El sargento encendió un cigarro, mientras el guardia escribía. Poco después, éste le hizo una indicación de que podía seguir con el interrogatorio. El sargento continuó:

–Preguntado para que reconozca que se ha atribuido el título de marqués de Fuentes, tanto en escritura notarial como verbalmente en lugares públicos, manifiesta…

Miró a Jacobo, que se dirigió al guardia diciéndole en tono firme:

–Guardia, haga el favor de escribir literalmente lo que voy a decir: “Manifiesta que no tiene nada que decir al instructor que efectivamente instruye, y que ha sido detenido ilegalmente y sin causa alguna, lo que demostrará”.

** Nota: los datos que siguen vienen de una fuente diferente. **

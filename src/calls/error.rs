//! Call-related error types.

use callcore::SessionId;
use thiserror::Error;

/// Errors surfaced by the [`CallManager`](super::CallManager) API.
///
/// Lifecycle failures (denied devices, failed negotiation, dropped channel)
/// never show up here; they end the session and arrive as a terminal
/// state-change notification instead.
#[derive(Debug, Error)]
pub enum CallError {
    #[error("a call session is already in progress: {0}")]
    SessionBusy(SessionId),

    #[error("no local media handle")]
    NoLocalMedia,

    #[error("media device error: {0}")]
    Media(#[from] MediaError),

    #[error("call manager has stopped")]
    ManagerStopped,
}

#[derive(Debug, Clone, PartialEq, Eq, Error)]
pub enum MediaError {
    #[error("permission to use the camera or microphone was denied")]
    PermissionDenied,

    #[error("media device unavailable: {0}")]
    DeviceUnavailable(String),
}

#[derive(Debug, Clone, PartialEq, Eq, Error)]
pub enum NegotiationError {
    #[error("negotiation failed: {0}")]
    Failed(String),
}

#[derive(Debug, Error)]
pub enum SignalingError {
    #[error("signaling channel disconnected")]
    ChannelDisconnected,

    #[error("failed to encode signal: {0}")]
    Encode(#[from] serde_json::Error),
}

–No, no pongas eso de “ilegalmente y sin causa alguna” –gritó el sargento al guardia–.–Pues entonces –respondió Jacobo– no firmaré ninguna declaración, y cuando el juez me pregunte la razón le contaré que usted se negaba a recoger lo que yo quería declarar… Como también denunciaré que se negó a que mi abogado estuviera presente.

El sargento dudó y dijo dirigiéndose a su compañero:

-Bueno, escribe eso, pero anteponiendo: “a juicio del declarante”.

–Si no escribe literalmente lo que yo dicte –insistió Jacobo–, no firmaré la declaración.El sargento se recolocó el peluquín que se le había ladeado con la irritación y dijo:

–Escribe lo que el chulo este te dicte.

Eran las diez de la noche cuando Jacobo fue conducido de nuevo a su celda. Romero le dijo que estaba previsto su traslado al juzgado para la mañana del día siguiente.